(Collected data entries)
______________________________
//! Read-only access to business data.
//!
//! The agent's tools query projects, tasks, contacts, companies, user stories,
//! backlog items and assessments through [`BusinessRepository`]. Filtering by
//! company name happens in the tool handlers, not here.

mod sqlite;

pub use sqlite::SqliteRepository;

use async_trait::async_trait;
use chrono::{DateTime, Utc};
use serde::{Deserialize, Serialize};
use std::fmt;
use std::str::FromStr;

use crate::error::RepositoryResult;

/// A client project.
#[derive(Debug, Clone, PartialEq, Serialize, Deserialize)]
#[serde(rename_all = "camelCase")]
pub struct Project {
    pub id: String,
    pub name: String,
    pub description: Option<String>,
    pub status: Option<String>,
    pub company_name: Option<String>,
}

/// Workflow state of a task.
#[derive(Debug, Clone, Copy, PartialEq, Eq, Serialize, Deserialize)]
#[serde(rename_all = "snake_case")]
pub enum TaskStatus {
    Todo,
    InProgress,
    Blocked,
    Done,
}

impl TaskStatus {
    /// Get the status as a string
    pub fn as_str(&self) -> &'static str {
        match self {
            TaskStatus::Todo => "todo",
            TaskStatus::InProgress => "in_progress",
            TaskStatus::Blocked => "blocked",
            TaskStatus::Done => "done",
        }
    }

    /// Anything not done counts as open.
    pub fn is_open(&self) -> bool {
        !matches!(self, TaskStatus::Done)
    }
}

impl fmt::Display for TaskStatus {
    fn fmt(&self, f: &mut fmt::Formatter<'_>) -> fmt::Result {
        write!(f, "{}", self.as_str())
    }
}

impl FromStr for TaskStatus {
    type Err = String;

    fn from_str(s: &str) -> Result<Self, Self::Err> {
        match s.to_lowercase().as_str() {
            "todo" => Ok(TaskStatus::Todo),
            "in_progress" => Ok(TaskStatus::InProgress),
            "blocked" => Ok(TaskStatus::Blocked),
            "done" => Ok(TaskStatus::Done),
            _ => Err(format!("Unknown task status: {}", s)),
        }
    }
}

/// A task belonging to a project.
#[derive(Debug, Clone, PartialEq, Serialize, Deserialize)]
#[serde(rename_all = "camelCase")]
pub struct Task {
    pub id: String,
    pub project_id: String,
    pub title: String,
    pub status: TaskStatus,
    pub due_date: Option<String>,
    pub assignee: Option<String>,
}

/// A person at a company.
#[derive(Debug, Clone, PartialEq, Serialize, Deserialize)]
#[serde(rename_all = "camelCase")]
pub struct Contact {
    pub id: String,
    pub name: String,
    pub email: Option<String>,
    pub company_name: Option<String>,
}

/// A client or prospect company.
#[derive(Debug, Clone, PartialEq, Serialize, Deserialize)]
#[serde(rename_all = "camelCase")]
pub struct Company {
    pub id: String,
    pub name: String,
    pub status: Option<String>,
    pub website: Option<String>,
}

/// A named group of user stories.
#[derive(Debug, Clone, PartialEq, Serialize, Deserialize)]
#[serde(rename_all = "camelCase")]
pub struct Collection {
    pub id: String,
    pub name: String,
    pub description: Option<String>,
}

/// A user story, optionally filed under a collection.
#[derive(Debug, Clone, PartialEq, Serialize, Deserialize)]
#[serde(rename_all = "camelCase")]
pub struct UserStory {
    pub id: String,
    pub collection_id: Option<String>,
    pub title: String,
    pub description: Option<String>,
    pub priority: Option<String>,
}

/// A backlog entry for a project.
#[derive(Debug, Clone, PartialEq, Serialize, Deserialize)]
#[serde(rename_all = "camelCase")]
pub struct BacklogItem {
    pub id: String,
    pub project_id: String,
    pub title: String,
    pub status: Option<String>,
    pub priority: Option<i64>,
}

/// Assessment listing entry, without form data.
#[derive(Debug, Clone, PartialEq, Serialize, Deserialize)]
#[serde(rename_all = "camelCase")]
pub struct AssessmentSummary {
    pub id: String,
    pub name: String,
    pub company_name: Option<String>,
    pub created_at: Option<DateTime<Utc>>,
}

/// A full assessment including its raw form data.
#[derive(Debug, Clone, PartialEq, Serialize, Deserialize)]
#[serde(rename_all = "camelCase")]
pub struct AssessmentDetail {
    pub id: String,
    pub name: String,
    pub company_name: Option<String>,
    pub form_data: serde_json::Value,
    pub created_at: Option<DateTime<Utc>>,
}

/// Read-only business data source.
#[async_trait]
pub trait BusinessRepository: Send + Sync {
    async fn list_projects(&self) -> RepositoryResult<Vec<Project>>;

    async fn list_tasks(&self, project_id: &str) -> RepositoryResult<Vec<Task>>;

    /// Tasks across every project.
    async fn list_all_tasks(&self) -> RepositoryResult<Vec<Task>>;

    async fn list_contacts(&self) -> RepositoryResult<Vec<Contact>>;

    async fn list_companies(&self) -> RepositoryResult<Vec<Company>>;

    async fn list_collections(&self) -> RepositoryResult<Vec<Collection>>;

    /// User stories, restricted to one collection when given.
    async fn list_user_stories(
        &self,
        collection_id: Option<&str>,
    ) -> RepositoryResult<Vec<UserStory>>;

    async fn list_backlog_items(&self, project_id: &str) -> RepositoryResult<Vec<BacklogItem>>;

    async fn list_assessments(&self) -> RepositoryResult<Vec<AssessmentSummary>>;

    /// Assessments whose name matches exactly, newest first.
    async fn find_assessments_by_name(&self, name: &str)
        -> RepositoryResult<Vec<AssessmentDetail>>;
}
______________________________
*Your goal*
Working from the data above, extract solely the lines from the one containing "or prospect company." through the one containing "collection when given.", exactly as they appear, both included.

*Written reply*
/// A client or prospect company.
#[derive(Debug, Clone, PartialEq, Serialize, Deserialize)]
#[serde(rename_all = "camelCase")]
pub struct Company {
    pub id: String,
    pub name: String,
    pub status: Option<String>,
    pub website: Option<String>,
}

/// A named group of user stories.
#[derive(Debug, Clone, PartialEq, Serialize, Deserialize)]
#[serde(rename_all = "camelCase")]
pub struct Collection {
    pub id: String,
    pub name: String,
    pub description: Option<String>,
}

/// A user story, optionally filed under a collection.
#[derive(Debug, Clone, PartialEq, Serialize, Deserialize)]
#[serde(rename_all = "camelCase")]
pub struct UserStory {
    pub id: String,
    pub collection_id: Option<String>,
    pub title: String,
    pub description: Option<String>,
    pub priority: Option<String>,
}

/// A backlog entry for a project.
#[derive(Debug, Clone, PartialEq, Serialize, Deserialize)]
#[serde(rename_all = "camelCase")]
pub struct BacklogItem {
    pub id: String,
    pub project_id: String,
    pub title: String,
    pub status: Option<String>,
    pub priority: Option<i64>,
}

/// Assessment listing entry, without form data.
#[derive(Debug, Clone, PartialEq, Serialize, Deserialize)]
#[serde(rename_all = "camelCase")]
pub struct AssessmentSummary {
    pub id: String,
    pub name: String,
    pub company_name: Option<String>,
    pub created_at: Option<DateTime<Utc>>,
}

/// A full assessment including its raw form data.
#[derive(Debug, Clone, PartialEq, Serialize, Deserialize)]
#[serde(rename_all = "camelCase")]
pub struct AssessmentDetail {
    pub id: String,
    pub name: String,
    pub company_name: Option<String>,
    pub form_data: serde_json::Value,
    pub created_at: Option<DateTime<Utc>>,
}

/// Read-only business data source.
#[async_trait]
pub trait BusinessRepository: Send + Sync {
    async fn list_projects(&self) -> RepositoryResult<Vec<Project>>;

    async fn list_tasks(&self, project_id: &str) -> RepositoryResult<Vec<Task>>;

    /// Tasks across every project.
    async fn list_all_tasks(&self) -> RepositoryResult<Vec<Task>>;

    async fn list_contacts(&self) -> RepositoryResult<Vec<Contact>>;

    async fn list_companies(&self) -> RepositoryResult<Vec<Company>>;

    async fn list_collections(&self) -> RepositoryResult<Vec<Collection>>;

    /// User stories, restricted to one collection when given.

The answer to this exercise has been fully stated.